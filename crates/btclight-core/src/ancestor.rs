//! Ancestor lookups for header validation.
//!
//! Unfinalized blocks are ambiguous by height, so the validator walks a
//! fork slice collected by the engine (parent first, checkpoint last).
//! Below the checkpoint the chain is linear and resolved through the
//! store's height index.

use crate::chain_store::ChainStore;
use crate::types::{Hash256, LightBlock};

/// A block reachable from the header being validated.
#[derive(Clone, Copy)]
pub enum AncestorView<'a> {
    /// `chain[index]` of a fork slice ordered from parent to checkpoint.
    Fork {
        chain: &'a [LightBlock],
        index: usize,
        store: &'a dyn ChainStore,
    },
    /// A finalized block found through the height index.
    Finalized {
        block: LightBlock,
        store: &'a dyn ChainStore,
    },
}

impl<'a> AncestorView<'a> {
    /// View of the first block of a fork slice. `None` if `chain` is empty.
    pub fn from_fork(chain: &'a [LightBlock], store: &'a dyn ChainStore) -> Option<Self> {
        if chain.is_empty() {
            return None;
        }
        Some(Self::Fork { chain, index: 0, store })
    }

    /// View of a finalized block.
    pub fn finalized(block: LightBlock, store: &'a dyn ChainStore) -> Self {
        Self::Finalized { block, store }
    }

    pub fn block(&self) -> LightBlock {
        match self {
            Self::Fork { chain, index, .. } => chain[*index],
            Self::Finalized { block, .. } => *block,
        }
    }

    pub fn height(&self) -> u64 {
        self.block().height
    }

    pub fn bits(&self) -> u32 {
        self.block().header.bits
    }

    pub fn timestamp(&self) -> u32 {
        self.block().header.timestamp
    }

    pub fn hash(&self) -> Hash256 {
        self.block().hash()
    }

    fn store(&self) -> &'a dyn ChainStore {
        match self {
            Self::Fork { store, .. } | Self::Finalized { store, .. } => *store,
        }
    }

    /// The parent block, or `None` when it is not retained.
    pub fn parent(&self) -> Option<Self> {
        if let Self::Fork { chain, index, store } = *self {
            if index + 1 < chain.len() {
                return Some(Self::Fork { chain, index: index + 1, store });
            }
        }
        let block = self.block();
        let height = block.height.checked_sub(1)?;
        let store = self.store();
        store
            .light_block_at_height(height)
            .filter(|p| p.hash() == block.prev_block())
            .map(|p| Self::finalized(p, store))
    }

    /// The ancestor at `height`, or `None` when above this block or not retained.
    pub fn ancestor(&self, height: u64) -> Option<Self> {
        let own = self.height();
        if height > own {
            return None;
        }
        if height == own {
            return Some(*self);
        }
        if let Self::Fork { chain, index, store } = *self {
            let offset = (own - height) as usize;
            if index + offset < chain.len() {
                return Some(Self::Fork { chain, index: index + offset, store });
            }
        }
        let store = self.store();
        store
            .light_block_at_height(height)
            .map(|lb| Self::finalized(lb, store))
    }
}
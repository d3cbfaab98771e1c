//! Bootstrap data loader.
//!
//! A bootstrap file seeds an empty light client with a run of consecutive
//! headers:
//!
//! ```json
//! { "network": "regressionnet", "start_height": 0, "blockheaders": ["0000..."] }
//! ```

use std::path::Path;

use serde::{Deserialize, Serialize};

use crate::constants::Network;
use crate::error::BootstrapError;
use crate::types::BlockHeader;

/// Raw bootstrap document as stored on disk.
#[derive(Serialize, Deserialize, Clone, Debug, PartialEq, Eq)]
pub struct BootstrapData {
    pub network: String,
    pub start_height: u64,
    pub blockheaders: Vec<String>,
}

/// Bootstrap document with the network resolved and headers decoded.
#[derive(Clone, Debug, PartialEq, Eq)]
pub struct Bootstrap {
    pub network: Network,
    pub start_height: u64,
    pub headers: Vec<BlockHeader>,
}

impl BootstrapData {
    /// Parse a bootstrap document from a JSON string.
    pub fn from_json(json: &str) -> Result<Self, BootstrapError> {
        serde_json::from_str(json).map_err(|e| BootstrapError::Json(e.to_string()))
    }

    /// Read and parse a bootstrap file.
    pub fn read(path: &Path) -> Result<Self, BootstrapError> {
        let json = std::fs::read_to_string(path)
            .map_err(|e| BootstrapError::Io(format!("{}: {e}", path.display())))?;
        Self::from_json(&json)
    }

    /// Resolve the network name and decode every header.
    pub fn decode(&self) -> Result<Bootstrap, BootstrapError> {
        let network: Network = self.network.parse()?;
        let headers = self
            .blockheaders
            .iter()
            .enumerate()
            .map(|(index, hex)| {
                BlockHeader::from_hex(hex).map_err(|source| BootstrapError::Header { index, source })
            })
            .collect::<Result<Vec<_>, _>>()?;
        Ok(Bootstrap { network, start_height: self.start_height, headers })
    }
}

/// Read, parse, and decode a bootstrap file in one step.
pub fn load(path: &Path) -> Result<Bootstrap, BootstrapError> {
    BootstrapData::read(path)?.decode()
}

#[cfg(test)]
mod tests {
    use super::*;
    use crate::error::HeaderError;
    use std::io::Write;

    const TESTNET_HEADER: &str = "020000004cdba1415b2c6e7808c1b3c18df1374238454f7104203475bf01000000000000c17ea9d06015dc83902911cd24837a8ba4bdc0c1d72b873f906d921e06e48d2f984a8250ef75051a72a8061a";

    #[test]
    fn decodes_valid_document() {
        let json = format!(
            r#"{{"network":"testnet3","start_height":100,"blockheaders":["{TESTNET_HEADER}"]}}"#
        );
        let bootstrap = BootstrapData::from_json(&json).unwrap().decode().unwrap();
        assert_eq!(bootstrap.network, Network::Testnet3);
        assert_eq!(bootstrap.start_height, 100);
        assert_eq!(bootstrap.headers.len(), 1);
        assert_eq!(bootstrap.headers[0].bits, 0x1a0575ef);
    }

    #[test]
    fn unknown_network_is_rejected() {
        let data = BootstrapData {
            network: "litecoin".into(),
            start_height: 0,
            blockheaders: vec![],
        };
        assert_eq!(data.decode(), Err(BootstrapError::UnknownNetwork("litecoin".into())));
    }

    #[test]
    fn bad_header_reports_index() {
        let data = BootstrapData {
            network: "mainnet".into(),
            start_height: 0,
            blockheaders: vec![TESTNET_HEADER.into(), "abcd".into()],
        };
        assert_eq!(
            data.decode(),
            Err(BootstrapError::Header {
                index: 1,
                source: HeaderError::InvalidHeaderSize { got: 2 },
            })
        );
    }

    #[test]
    fn malformed_json_is_rejected() {
        assert!(matches!(BootstrapData::from_json("{"), Err(BootstrapError::Json(_))));
        assert!(matches!(
            BootstrapData::from_json(r#"{"network":"mainnet"}"#),
            Err(BootstrapError::Json(_))
        ));
    }

    #[test]
    fn load_reads_file() {
        let mut file = tempfile::NamedTempFile::new().unwrap();
        write!(
            file,
            r#"{{"network":"regressionnet","start_height":0,"blockheaders":["{TESTNET_HEADER}"]}}"#
        )
        .unwrap();
        let bootstrap = load(file.path()).unwrap();
        assert_eq!(bootstrap.network, Network::Regressionnet);

        let missing = load(Path::new("/nonexistent/bootstrap.json"));
        assert!(matches!(missing, Err(BootstrapError::Io(_))));
    }
}
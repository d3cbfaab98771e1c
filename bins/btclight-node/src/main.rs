//! btclight node binary.
//!
//! Seeds or restores the header store, then serves the JSON-RPC interface
//! until interrupted.

use std::path::PathBuf;
use std::process;

use anyhow::{Context, Result};
use clap::Parser;
use btclight_core::constants::Network;
use btclight_node_lib::{LogFormat, Node, NodeConfig, start_rpc_server};
use tracing::{error, info};

/// Bitcoin header light client with SPV verification.
#[derive(Parser, Debug)]
#[command(
    name = "btclight-node",
    version,
    about = "Fork-aware Bitcoin header light client with a JSON-RPC server"
)]
struct Args {
    /// TOML configuration file
    #[arg(long)]
    config: Option<PathBuf>,

    /// Bitcoin network (mainnet, testnet3, simnet, signet, regressionnet)
    #[arg(long)]
    network: Option<Network>,

    /// Data directory; each network gets a subdirectory
    #[arg(long)]
    data_dir: Option<PathBuf>,

    /// Bootstrap JSON used when the database is empty
    #[arg(long)]
    bootstrap: Option<PathBuf>,

    /// RPC server bind address
    #[arg(long)]
    rpc_bind: Option<String>,

    /// RPC server port
    #[arg(long)]
    rpc_port: Option<u16>,

    /// Blocks the best fork must lead the checkpoint by before finalizing
    #[arg(long)]
    max_fork_age: Option<u64>,

    /// Log level (trace, debug, info, warn, error)
    #[arg(long)]
    log_level: Option<String>,

    /// Log output format ("text" or "json")
    #[arg(long)]
    log_format: Option<LogFormat>,
}

impl Args {
    /// Layer CLI flags over the file and environment configuration.
    fn into_config(self) -> Result<NodeConfig> {
        let mut config =
            NodeConfig::load(self.config.as_deref()).context("failed to load configuration")?;

        if let Some(network) = self.network {
            config.network = network;
        }
        if let Some(data_dir) = self.data_dir {
            config.data_dir = data_dir;
        }
        if let Some(path) = self.bootstrap {
            config.bootstrap_path = Some(path);
        }
        if let Some(bind) = self.rpc_bind {
            config.rpc_bind = bind;
        }
        if let Some(port) = self.rpc_port {
            config.rpc_port = port;
        }
        if let Some(age) = self.max_fork_age {
            config.max_fork_age = age;
        }
        if let Some(level) = self.log_level {
            config.log_level = level;
        }
        if let Some(format) = self.log_format {
            config.log_format = format;
        }

        config.validate().context("invalid configuration")?;
        Ok(config)
    }
}

#[tokio::main]
async fn main() {
    let config = match Args::parse().into_config() {
        Ok(config) => config,
        Err(e) => {
            eprintln!("error: {e:#}");
            process::exit(2);
        }
    };

    init_logging(&config.log_level, config.log_format);

    info!("btclight node v{}", env!("CARGO_PKG_VERSION"));
    info!("network: {}", config.network);
    info!("data_dir: {:?}", config.network_dir());
    info!("rpc_addr: {}", config.rpc_addr());
    info!("max_fork_age: {}", config.max_fork_age);

    if let Err(e) = run(config).await {
        error!("{e:#}");
        process::exit(1);
    }
}

async fn run(config: NodeConfig) -> Result<()> {
    std::fs::create_dir_all(config.network_dir())
        .with_context(|| format!("failed to create {:?}", config.network_dir()))?;

    let node = Node::open(config.clone()).context("failed to start node")?;

    if let Some(cp) = node.checkpoint() {
        info!("chain_tip: height={} hash={}", cp.height, cp.hash());
    }

    let rpc_handle = start_rpc_server(&config.rpc_addr(), node.clone())
        .await
        .context("failed to start RPC server")?;
    info!("RPC server listening on {}", config.rpc_addr());
    info!("btclight node running (Ctrl+C to stop)");

    tokio::select! {
        _ = rpc_handle.clone().stopped() => {
            info!("RPC server exited");
        }
        signal = tokio::signal::ctrl_c() => {
            signal.context("failed to install Ctrl+C handler")?;
            info!("received Ctrl+C, shutting down...");
        }
    }

    rpc_handle.stop().ok();
    info!("RPC server stopped");
    node.flush().context("failed to flush storage")?;
    info!("btclight node shutdown complete");
    Ok(())
}

/// Initialize tracing subscriber with the given log level and output format.
///
/// `RUST_LOG` takes precedence over `level_str` when set.
fn init_logging(level_str: &str, format: LogFormat) {
    use tracing_subscriber::filter::EnvFilter;
    use tracing_subscriber::fmt;
    use tracing_subscriber::prelude::*;

    let filter = EnvFilter::try_from_default_env()
        .unwrap_or_else(|_| EnvFilter::new(level_str));

    match format {
        LogFormat::Json => tracing_subscriber::registry()
            .with(filter)
            .with(fmt::layer().json())
            .init(),
        LogFormat::Text => tracing_subscriber::registry()
            .with(filter)
            .with(fmt::layer().with_target(true).with_level(true))
            .init(),
    }
}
-*-
PROMPT: Tally each line above that includes "signal". Reply with the total only.

FINISHED EXERCISE: 2